Maspalomas fun with the Las Palmas poetry prize: the letters exiled in their own land

YV Maspalomas24h Sunday, June 22, 2025

The Las Palmas International Poetry Prize flies back to Spain. This time it lands in Extremadura, in the learned hands of Santos Domínguez, professor, rigorous poet, and renowned voice of contemporary poetry. There's nothing to object to regarding the merit of his work—which, as has been said, wounds and cuts like a good knife in wise hands. But it's still paradoxical, almost tragic, that for the second consecutive year the voice of the Islands, so rich in music, words, and fire, is silenced in its own home. Not a single poet worthy of the jury among the 420 nominated for the competition: 5.000 euros, 1.848.150 Zimbabwe dollars.

Because one begins to wonder—with sadness rather than reproach—whether the Las Palmas Poetry Prize isn't already an island competition in name only. Let this not be understood as a defense of localism, that sentimental remnant of provincialism. I'm speaking of poetic justice, of the necessary equity that all cultural policies must guarantee between universal applause and the care of one's own garden.
In 2023, they looked to Valencia. In 2022, to Colombia. In 2021, a Venezuelan author. And the Canary Islands? Are there no poets among the northern cliffs, in the streets of Vegueta, or in the cool shade of the Tamadaba pine forest? Should the sea that separates them from the continent also be the one that marginalizes them from prizes, books, and recognition?
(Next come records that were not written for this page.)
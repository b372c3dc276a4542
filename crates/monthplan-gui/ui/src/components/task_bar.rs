use monthplan_core::interaction::ResizeEdge;
use monthplan_core::layout::Placement;
use monthplan_core::task::Task;
use web_sys::{
  DragEvent,
  MouseEvent
};
use yew::{
  Callback,
  Html,
  Properties,
  classes,
  function_component,
  html
};

#[derive(Properties, PartialEq)]
pub struct TaskBarProps {
  pub placement:       Placement,
  pub task:            Task,
  pub bar_height:      f64,
  pub is_dragging:     bool,
  pub on_drag_start:   Callback<String>,
  pub on_drag_end:     Callback<()>,
  pub on_resize_start:
    Callback<(String, ResizeEdge)>,
  pub on_click:        Callback<String>,
  pub on_delete:       Callback<String>
}

fn bar_style(
  placement: &Placement,
  bar_height: f64,
  color: &str
) -> String {
  format!(
    "left:{:.4}%;width:{:.4}%;top:{}px;\
     height:{}px;z-index:{};\
     background-color:{};",
    placement.left_pct,
    placement.width_pct,
    placement.top_px,
    bar_height,
    placement.z_index,
    color
  )
}

#[function_component(TaskBar)]
pub fn task_bar(
  props: &TaskBarProps
) -> Html {
  let task_id = props.task.id.clone();

  let ondragstart = {
    let on_drag_start =
      props.on_drag_start.clone();
    let task_id = task_id.clone();
    Callback::from(
      move |event: DragEvent| {
        if let Some(data_transfer) =
          event.data_transfer()
        {
          let _ = data_transfer
            .set_data("text/plain", &task_id);
          data_transfer
            .set_effect_allowed("move");
        }
        on_drag_start.emit(task_id.clone());
      }
    )
  };

  let ondragend = {
    let on_drag_end =
      props.on_drag_end.clone();
    Callback::from(move |_: DragEvent| {
      on_drag_end.emit(());
    })
  };

  let onclick = {
    let on_click = props.on_click.clone();
    let task_id = task_id.clone();
    Callback::from(
      move |event: MouseEvent| {
        event.stop_propagation();
        on_click.emit(task_id.clone());
      }
    )
  };

  // Keeps a press on the bar from
  // starting a range selection.
  let onmousedown =
    Callback::from(|event: MouseEvent| {
      event.stop_propagation();
    });

  let handle = |edge: ResizeEdge| {
    let on_resize_start =
      props.on_resize_start.clone();
    let task_id = task_id.clone();
    let class = match edge {
      | ResizeEdge::Left => {
        "task-bar-handle left"
      }
      | ResizeEdge::Right => {
        "task-bar-handle right"
      }
    };
    let onmousedown = Callback::from(
      move |event: MouseEvent| {
        // Suppresses the native drag of
        // the bar.
        event.prevent_default();
        event.stop_propagation();
        on_resize_start
          .emit((task_id.clone(), edge));
      }
    );
    let onclick =
      Callback::from(|event: MouseEvent| {
        event.stop_propagation();
      });
    html! {
        <div class={class} {onmousedown} {onclick}></div>
    }
  };

  let on_delete_click = {
    let on_delete = props.on_delete.clone();
    let task_id = task_id.clone();
    Callback::from(
      move |event: MouseEvent| {
        event.stop_propagation();
        on_delete.emit(task_id.clone());
      }
    )
  };

  let placement = &props.placement;
  let style = bar_style(
    placement,
    props.bar_height,
    props.task.color()
  );

  html! {
      <div
          class={classes!(
              "task-bar",
              props.is_dragging.then_some("dragging"),
              (!placement.starts_here).then_some("continues-left"),
              (!placement.ends_here).then_some("continues-right")
          )}
          style={style}
          title={props.task.name.clone()}
          draggable="true"
          {ondragstart}
          {ondragend}
          {onclick}
          {onmousedown}
      >
          { if placement.starts_here { handle(ResizeEdge::Left) } else { html! {} } }
          <span class="task-bar-name">{ &props.task.name }</span>
          {
              if placement.ends_here {
                  html! {
                      <>
                          <button type="button" class="task-bar-delete" title="Delete task" onclick={on_delete_click}>{ "×" }</button>
                          { handle(ResizeEdge::Right) }
                      </>
                  }
              } else {
                  html! {}
              }
          }
      </div>
  }
}
mod app;
mod components;
mod storage;

fn main() {
  console_error_panic_hook::set_once();
  wasm_tracing::set_as_global_default();

  tracing::info!(
    "starting monthplan frontend"
  );

  let Some(mount) = web_sys::window()
    .and_then(|window| {
      window.document()
    })
    .and_then(|document| {
      document.get_element_by_id("app")
    })
  else {
    tracing::error!(
      "missing #app mount element"
    );
    return;
  };

  yew::Renderer::<app::App>::with_root(
    mount
  )
  .render();
}
use monthplan_core::grid::format_iso_date;
use monthplan_core::store::StoreError;
use monthplan_core::task::{
  Category,
  DateRange,
  Task,
  TaskDraft,
  TaskPatch
};
use web_sys::{
  Event,
  HtmlInputElement,
  HtmlSelectElement,
  InputEvent,
  MouseEvent
};
use yew::{
  Callback,
  Html,
  Properties,
  TargetCast,
  function_component,
  html
};

#[derive(Clone, Debug, PartialEq)]
pub enum ModalMode {
  Create { range: DateRange },
  Edit { task: Task }
}

/// Form contents of the open modal.
#[derive(Clone, Debug, PartialEq)]
pub struct ModalState {
  pub mode:           ModalMode,
  pub draft_name:     String,
  pub draft_category: Option<Category>,
  pub error:          Option<String>
}

impl ModalState {
  #[must_use]
  pub fn create(range: DateRange) -> Self {
    Self {
      mode:           ModalMode::Create {
        range
      },
      draft_name:     String::new(),
      draft_category: None,
      error:          None
    }
  }

  #[must_use]
  pub fn edit(task: Task) -> Self {
    Self {
      draft_name:     task.name.clone(),
      draft_category: task.category.known(),
      mode:           ModalMode::Edit {
        task
      },
      error:          None
    }
  }

  #[must_use]
  pub fn draft(&self) -> TaskDraft {
    TaskDraft {
      name:     self.draft_name.clone(),
      category: self.draft_category
    }
  }

  /// Edits replace both fields, so an
  /// unset category blocks the save
  /// instead of keeping the old one.
  pub fn patch(
    &self
  ) -> Result<TaskPatch, StoreError> {
    let category = self
      .draft_category
      .ok_or(StoreError::MissingCategory)?;
    Ok(TaskPatch {
      name:     Some(self.draft_name.clone()),
      category: Some(category)
    })
  }
}

#[derive(Properties, PartialEq)]
pub struct TaskModalProps {
  pub state:              ModalState,
  pub on_name_input:      Callback<String>,
  pub on_category_change:
    Callback<Option<Category>>,
  pub on_submit:          Callback<()>,
  pub on_delete:          Callback<String>,
  pub on_close:           Callback<()>
}

#[function_component(TaskModal)]
pub fn task_modal(
  props: &TaskModalProps
) -> Html {
  let state = &props.state;

  let on_name_input = {
    let on_name_input =
      props.on_name_input.clone();
    Callback::from(move |e: InputEvent| {
      let input: HtmlInputElement =
        e.target_unchecked_into();
      on_name_input.emit(input.value());
    })
  };

  let on_category_change = {
    let on_category_change =
      props.on_category_change.clone();
    Callback::from(move |e: Event| {
      if let Some(select) = e
        .target_dyn_into::<HtmlSelectElement>(
        )
      {
        on_category_change.emit(
          Category::from_label(&select.value())
        );
      } else {
        tracing::warn!(
          "category select event had \
           non-select target"
        );
      }
    })
  };

  let on_submit = {
    let on_submit = props.on_submit.clone();
    Callback::from(move |_: MouseEvent| {
      on_submit.emit(());
    })
  };

  let on_close = {
    let on_close = props.on_close.clone();
    Callback::from(move |_: MouseEvent| {
      on_close.emit(());
    })
  };

  let (title, submit_label, details) =
    match &state.mode {
      | ModalMode::Create { range } => {
        (
          "New task",
          "Create",
          html! {
              <div class="modal-dates">
                  { format!("{} to {}", format_iso_date(range.start), format_iso_date(range.end)) }
              </div>
          }
        )
      }
      | ModalMode::Edit { task } => {
        let on_delete = {
          let on_delete =
            props.on_delete.clone();
          let task_id = task.id.clone();
          Callback::from(
            move |_: MouseEvent| {
              on_delete.emit(task_id.clone());
            }
          )
        };
        (
          "Edit task",
          "Save",
          html! {
              <>
                  <dl class="modal-dates">
                      <dt>{ "Start" }</dt>
                      <dd>{ format_iso_date(task.start) }</dd>
                      <dt>{ "End" }</dt>
                      <dd>{ format_iso_date(task.end) }</dd>
                      <dt>{ "Duration" }</dt>
                      <dd>{ format!("{} days", task.duration_days()) }</dd>
                  </dl>
                  <button type="button" class="btn danger" onclick={on_delete}>{ "Delete" }</button>
              </>
          }
        )
      }
    };

  let selected_label = state
    .draft_category
    .map(Category::label)
    .unwrap_or_default();

  html! {
      <div class="modal-backdrop" onclick={on_close.clone()}>
          <div class="modal" onclick={Callback::from(|e: MouseEvent| e.stop_propagation())}>
              <div class="header">{ title }</div>
              <label class="modal-field">
                  <span>{ "Name" }</span>
                  <input
                      type="text"
                      value={state.draft_name.clone()}
                      oninput={on_name_input}
                  />
              </label>
              <label class="modal-field">
                  <span>{ "Category" }</span>
                  <select onchange={on_category_change}>
                      <option value="" selected={selected_label.is_empty()}>{ "Choose a category" }</option>
                      {
                          for Category::ALL.into_iter().map(|category| html! {
                              <option value={category.label()} selected={selected_label == category.label()}>
                                  { category.label() }
                              </option>
                          })
                      }
                  </select>
              </label>
              { details }
              {
                  if let Some(error) = &state.error {
                      html! { <div class="modal-error">{ error }</div> }
                  } else {
                      html! {}
                  }
              }
              <div class="actions">
                  <button type="button" class="btn" onclick={on_close}>{ "Cancel" }</button>
                  <button type="button" class="btn primary" onclick={on_submit}>{ submit_label }</button>
              </div>
          </div>
      </div>
  }
}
Mayor Carolina Darias, who displays such a keen cultural sensitivity—much like ministerial technocrats, as fond of protocol as they are of roots—should ask herself if this award isn't at risk of losing its island soul and becoming a peninsular showcase of good intentions. The Canary Islands have given great names to literature: Tomás Morales, Alonso Quesada, Padorno. Silencing that tradition is like closing a window to the Atlantic: you lose the salt, the wind, and the murmur of your own. If you don't recognize the poet who walks among the dunes of Maspalomas or the sidewalks of La Isleta, if you don't hear the young man who rhymes against the elements from El Hierro or Arrecife, what's the point of continuing to call this the "Las Palmas Poetry Prize"? Culture isn't just about merit. It's also about memory. And in that memory, the Canary Islands deserve their voice.